BAMA did not find the Ark of the Covenant in its storeroom but were surprised to find another portable ark. Small portable arks like this one were supplied by to military chaplains by their particular religious movements, and were used to conduct services in the field.

This discovery led to some quick research by both Religious School and BAMA staff. This portable ark had belonged to Rabbi Sidney Lefkowitz who was the assistant Rabbi at Beth Ahabah from 1933 to 1944. In 1944, he, like hundreds of other American Rabbis, enlisted. He served as an Army chaplain in the European Theater during the Second World War.

Rabbi Lefkowitz landed at Omaha Beach, and was in six major battles, including the Battle of Bulge.  He also conducted the first broadcast service for allied Jewish GIs on German soil. It was held at Aachen near a destroyed Synagogue on Oct. 26, 1944. for the advancing allied army and was broadcast by NBC to all of the United States, and then rebroadcast back in to Germany.

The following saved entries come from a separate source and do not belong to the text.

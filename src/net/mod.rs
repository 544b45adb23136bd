//! Network layer subsystem.
//!
//! # Data Flow
//! ```text
//! Incoming TCP connection
//!     → listener.rs (accept loop, connection limits)
//!     → connection.rs (session ID, lifecycle tracking)
//!     → Hand off to the HTTP connection handler
//! ```
//!
//! # Design Decisions
//! - Bounded accept queue prevents resource exhaustion
//! - Each connection tracked for graceful shutdown

pub mod connection;
pub mod listener;

pub use connection::{ConnectionGuard, ConnectionTracker, SessionId};
pub use listener::{ConnectionPermit, Listener, ListenerError};
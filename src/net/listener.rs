//! TCP listener implementation with backpressure.
//!
//! # Responsibilities
//! - Bind to configured address
//! - Accept incoming TCP connections
//! - Enforce max_connections limit via semaphore

use std::net::SocketAddr;
use std::sync::Arc;

use thiserror::Error;
use tokio::net::{TcpListener, TcpStream};
use tokio::sync::{OwnedSemaphorePermit, Semaphore};

use crate::config::ServiceConfig;

/// Error type for listener operations.
#[derive(Debug, Error)]
pub enum ListenerError {
    /// Failed to bind to address.
    #[error("Failed to bind: {0}")]
    Bind(std::io::Error),
    /// Failed to accept connection.
    #[error("Failed to accept: {0}")]
    Accept(std::io::Error),
    /// The connection limiter was closed.
    #[error("Listener closed")]
    Closed,
}

/// A bounded TCP listener that limits concurrent connections.
///
/// Uses a semaphore to enforce `max_connections`. When the limit is reached,
/// new connections will wait until a slot becomes available.
#[derive(Debug)]
pub struct Listener {
    inner: TcpListener,
    connection_limit: Arc<Semaphore>,
    max_connections: usize,
}

impl Listener {
    /// Bind to the configured address with connection limits.
    pub async fn bind(config: &ServiceConfig) -> Result<Self, ListenerError> {
        let addr: SocketAddr = config.bind_address().parse().map_err(|e| {
            ListenerError::Bind(std::io::Error::new(std::io::ErrorKind::InvalidInput, e))
        })?;

        let listener = TcpListener::bind(addr).await.map_err(ListenerError::Bind)?;
        Ok(Self::from_tcp(listener, config.max_connections))
    }

    /// Wrap an already bound listener.
    pub fn from_tcp(listener: TcpListener, max_connections: usize) -> Self {
        if let Ok(local_addr) = listener.local_addr() {
            tracing::info!(
                address = %local_addr,
                max_connections,
                "Listener bound"
            );
        }

        Self {
            inner: listener,
            connection_limit: Arc::new(Semaphore::new(max_connections)),
            max_connections,
        }
    }

    /// Accept a new connection, respecting the connection limit.
    ///
    /// Returns the stream and a permit that must be held for the connection's lifetime.
    pub async fn accept(&self) -> Result<(TcpStream, SocketAddr, ConnectionPermit), ListenerError> {
        // Acquire permit first (backpressure)
        let permit = self
            .connection_limit
            .clone()
            .acquire_owned()
            .await
            .map_err(|_| ListenerError::Closed)?;

        let (stream, addr) = self.inner.accept().await.map_err(ListenerError::Accept)?;

        tracing::debug!(
            peer_addr = %addr,
            available_permits = self.connection_limit.available_permits(),
            "Connection accepted"
        );

        Ok((stream, addr, ConnectionPermit { _permit: permit }))
    }

    /// Get the local address this listener is bound to.
    pub fn local_addr(&self) -> Result<SocketAddr, std::io::Error> {
        self.inner.local_addr()
    }

    /// Get current available connection slots.
    pub fn available_permits(&self) -> usize {
        self.connection_limit.available_permits()
    }

    /// Get configured maximum connections.
    pub fn max_connections(&self) -> usize {
        self.max_connections
    }
}

/// A permit representing a connection slot.
///
/// When dropped, the connection slot is released back to the pool.
#[derive(Debug)]
pub struct ConnectionPermit {
    _permit: OwnedSemaphorePermit,
}
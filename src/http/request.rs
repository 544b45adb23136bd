//! Request head reading.
//!
//! # Responsibilities
//! - Read the request head one line at a time
//! - Hand every line to the caller before it is stored
//! - Extract the path token from the request line
//!
//! # Design Decisions
//! - Lines are kept raw, terminator included, decoded lossily as UTF-8
//! - Only a line that is exactly CRLF ends the head; a bare LF does not
//! - A line longer than the limit ends reading and marks the request malformed

use thiserror::Error;
use tokio::io::{AsyncBufRead, AsyncBufReadExt, AsyncReadExt};

/// The blank line that ends a request head.
pub const HEAD_TERMINATOR: &[u8] = b"\r\n";

/// Why a request head cannot be routed.
#[derive(Debug, Clone, Copy, PartialEq, Eq, Error)]
pub enum MalformedRequest {
    #[error("request head is empty")]
    Empty,

    #[error("request line has no path token")]
    MissingPath,

    #[error("request line exceeds {0} bytes")]
    LineTooLong(usize),
}

/// The raw lines of one request head.
#[derive(Debug, Clone, Default, PartialEq, Eq)]
pub struct RequestHead {
    lines: Vec<String>,
    received_any: bool,
    overflow: Option<usize>,
}

impl RequestHead {
    /// Build a head from already-read lines.
    pub fn from_lines(lines: Vec<String>) -> Self {
        Self {
            received_any: true,
            lines,
            overflow: None,
        }
    }

    pub fn lines(&self) -> &[String] {
        &self.lines
    }

    pub fn len(&self) -> usize {
        self.lines.len()
    }

    pub fn is_empty(&self) -> bool {
        self.lines.is_empty()
    }

    /// Whether the peer sent any bytes at all, terminator included.
    pub fn received_any(&self) -> bool {
        self.received_any
    }

    /// The second whitespace-delimited token of the request line.
    pub fn path(&self) -> Result<&str, MalformedRequest> {
        if let Some(limit) = self.overflow {
            return Err(MalformedRequest::LineTooLong(limit));
        }
        let first = self.lines.first().ok_or(MalformedRequest::Empty)?;
        first
            .split_whitespace()
            .nth(1)
            .ok_or(MalformedRequest::MissingPath)
    }
}

/// Read a request head from `reader`.
///
/// `on_line` sees every line (terminator included) before it is stored,
/// including a truncated line that hit `max_line_bytes`.
pub async fn read_head<R, F>(
    reader: &mut R,
    max_line_bytes: usize,
    mut on_line: F,
) -> std::io::Result<RequestHead>
where
    R: AsyncBufRead + Unpin,
    F: FnMut(&str),
{
    let mut head = RequestHead::default();
    let mut buf = Vec::new();

    loop {
        buf.clear();
        let read = (&mut *reader)
            .take(max_line_bytes as u64)
            .read_until(b'\n', &mut buf)
            .await?;

        if read == 0 {
            break;
        }
        head.received_any = true;

        if buf.as_slice() == HEAD_TERMINATOR {
            break;
        }

        let line = String::from_utf8_lossy(&buf);
        on_line(&line);

        if read == max_line_bytes && !buf.ends_with(b"\n") {
            head.overflow = Some(max_line_bytes);
            break;
        }

        head.lines.push(line.into_owned());
    }

    Ok(head)
}
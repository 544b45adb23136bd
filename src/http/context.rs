//! Per-connection context handed to dynamic routes.

use std::net::SocketAddr;
use std::sync::Arc;

use crate::config::ServiceConfig;
use crate::net::SessionId;

/// What a content generator can see about the service and the connection.
#[derive(Debug, Clone)]
pub struct ServiceContext {
    pub config: Arc<ServiceConfig>,
    pub session: SessionId,
    pub peer: Option<SocketAddr>,
}

impl ServiceContext {
    /// Context for a fresh session.
    pub fn new(config: Arc<ServiceConfig>, peer: Option<SocketAddr>) -> Self {
        Self::for_session(config, SessionId::new(), peer)
    }

    /// Context for a session whose ID was assigned by the accept layer.
    pub fn for_session(config: Arc<ServiceConfig>, session: SessionId, peer: Option<SocketAddr>) -> Self {
        Self {
            config,
            session,
            peer,
        }
    }
}
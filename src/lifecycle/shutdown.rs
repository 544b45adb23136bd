//! Shutdown coordination for the decoy.

use tokio::sync::watch;

/// Coordinator for graceful shutdown.
///
/// Backed by a watch channel, so a listener that subscribes after the
/// trigger still observes it.
#[derive(Debug)]
pub struct Shutdown {
    tx: watch::Sender<bool>,
}

impl Shutdown {
    pub fn new() -> Self {
        let (tx, _) = watch::channel(false);
        Self { tx }
    }

    /// Subscribe to the shutdown signal.
    pub fn subscribe(&self) -> ShutdownSignal {
        ShutdownSignal {
            rx: self.tx.subscribe(),
        }
    }

    /// Trigger the shutdown signal. Idempotent.
    pub fn trigger(&self) {
        self.tx.send_replace(true);
    }

    pub fn is_triggered(&self) -> bool {
        *self.tx.borrow()
    }
}

impl Default for Shutdown {
    fn default() -> Self {
        Self::new()
    }
}

/// Receiving half handed to long-running tasks.
#[derive(Debug, Clone)]
pub struct ShutdownSignal {
    rx: watch::Receiver<bool>,
}

impl ShutdownSignal {
    /// Resolve once shutdown has been triggered or the coordinator is gone.
    pub async fn recv(&mut self) {
        // An error means every `Shutdown` was dropped; treat it as a trigger.
        let _ = self.rx.wait_for(|triggered| *triggered).await;
    }
}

The service was conducted in the middle of the concrete tank barriers known as the “Dragon’s Teeth”  of the Siegfried Line. Artillery from the nearby battle can be heard on the recordings.  Much more about this historic broadcast, including photographs and audio recordings, can be found at

https://thechaplainkit.com/chaplains/20th-century-wars/ww-2/european-theater-2/jewish-service-broadcast-from-aachen-germany/

According to his obituary, Rabbi Lefkowitz was also the first Jewish chaplain to participate in the liberation of a concentration camp. He helped liberate Germany’s Nordhausen Camp on April 11, 1945.

Rabbi Lefkowitz received a Bronze Star for his World War II service and was awarded a European Theater ribbon with six battle stars. The intrepid Rabbi Lefkowitz married Miss Dorothy Sycle of Richmond in 1938, and after the war served Ahavath Chesed, a Reform Congregation in Jacksonville Fla., where he died in 1997.

The Ark was display and video played when students, staff, and parents visited the mini exhibit in the lobby during religious school adding a fascinating and moving element to the weekly ritual object lesson plan.